> [Exercise requirements]: Select all lines in the records that include "Result".

> [Excerpted data]:
------------------------------------------------------------------------

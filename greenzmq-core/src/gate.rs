//! `WakeGate`: single-waiter, at-most-once wake coordinator.
//!
//! A task is "blocked" on a gate either directly, by awaiting
//! [`WakeGate::block`], or indirectly, when the trampoline records it on the
//! gate while it waits for socket readiness. [`WakeGate::wake`] resumes it in
//! both cases without the caller needing to know which.
//!
//! Each block cycle accepts at most one wake. Leaving the cycle for any reason
//! (resumed, closed, or the future dropped) clears the record together with
//! any wake still pending, so a late wake can never resolve a later,
//! unrelated block.

use std::cell::RefCell;
use std::future::Future;
use std::pin::Pin;
use std::rc::Rc;
use std::task::{Context, Poll, Waker};

use tracing::trace;

use crate::error::{Result, SyncError};
use crate::hub::Hub;
use crate::task::TaskId;

struct Blocked {
    task: TaskId,
    cycle: u64,
    waker: Waker,
}

#[derive(Default)]
struct GateState {
    blocked: Option<Blocked>,
    pending: bool,
    closed: bool,
    next_cycle: u64,
}

impl GateState {
    fn clear(&mut self) {
        self.blocked = None;
        self.pending = false;
    }
}

/// Single-waiter wake coordinator.
pub struct WakeGate {
    hub: Rc<dyn Hub>,
    state: RefCell<GateState>,
}

impl WakeGate {
    pub fn new(hub: Rc<dyn Hub>) -> Self {
        Self {
            hub,
            state: RefCell::new(GateState::default()),
        }
    }

    /// Record the current task as the gate's waiter and suspend until woken.
    ///
    /// # Errors
    ///
    /// - [`SyncError::DoubleBlock`] if another task is already recorded
    /// - [`SyncError::Closed`] if the gate is or becomes closed
    pub fn block(&self) -> Block<'_> {
        Block {
            gate: self,
            cycle: None,
            done: false,
        }
    }

    /// Schedule the recorded waiter.
    ///
    /// Returns `true` only for the call that actually scheduled a resumption;
    /// with no waiter, or with a wake already pending, this is a no-op.
    pub fn wake(&self) -> bool {
        let mut state = self.state.borrow_mut();
        if state.pending {
            return false;
        }
        match state.blocked.as_ref() {
            Some(blocked) => {
                trace!(task = %blocked.task, "waking gate waiter");
                blocked.waker.wake_by_ref();
            }
            None => return false,
        }
        state.pending = true;
        true
    }

    /// Close the gate: the current waiter (if any) resumes with
    /// [`SyncError::Closed`], and so does every later `block()`.
    pub fn close(&self) {
        let mut state = self.state.borrow_mut();
        state.closed = true;
        if let Some(blocked) = &state.blocked {
            blocked.waker.wake_by_ref();
        }
    }

    /// Whether a task is currently recorded
    pub fn is_blocked(&self) -> bool {
        self.state.borrow().blocked.is_some()
    }

    /// Whether a wake has been scheduled but not yet consumed
    pub fn is_pending(&self) -> bool {
        self.state.borrow().pending
    }

    pub fn is_closed(&self) -> bool {
        self.state.borrow().closed
    }
}

/// Future returned by [`WakeGate::block`].
pub struct Block<'a> {
    gate: &'a WakeGate,
    cycle: Option<u64>,
    done: bool,
}

impl Future for Block<'_> {
    type Output = Result<()>;

    fn poll(mut self: Pin<&mut Self>, cx: &mut Context<'_>) -> Poll<Self::Output> {
        let this = &mut *self;
        let mut state = this.gate.state.borrow_mut();

        if this.cycle.is_none() {
            if state.closed {
                this.done = true;
                return Poll::Ready(Err(SyncError::Closed));
            }
            if state.blocked.is_some() {
                this.done = true;
                return Poll::Ready(Err(SyncError::DoubleBlock));
            }
            let cycle = state.next_cycle;
            state.next_cycle += 1;
            state.blocked = Some(Blocked {
                task: this.gate.hub.current_task(),
                cycle,
                waker: cx.waker().clone(),
            });
            state.pending = false;
            this.cycle = Some(cycle);
            return Poll::Pending;
        }

        if state.closed {
            state.clear();
            this.done = true;
            return Poll::Ready(Err(SyncError::Closed));
        }
        if state.pending {
            state.clear();
            this.done = true;
            return Poll::Ready(Ok(()));
        }
        if let Some(blocked) = state.blocked.as_mut() {
            blocked.waker.clone_from(cx.waker());
        }
        Poll::Pending
    }
}

impl Drop for Block<'_> {
    fn drop(&mut self) {
        let Some(cycle) = self.cycle else { return };
        if self.done {
            return;
        }
        let mut state = self.gate.state.borrow_mut();
        if state.blocked.as_ref().is_some_and(|b| b.cycle == cycle) {
            // Cancels a pending wake along with the record.
            state.clear();
        }
    }
}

------------------------------------------------------------------------

> [Response to the exercise]:
use crate::error::{Result, SyncError};
    type Output = Result<()>;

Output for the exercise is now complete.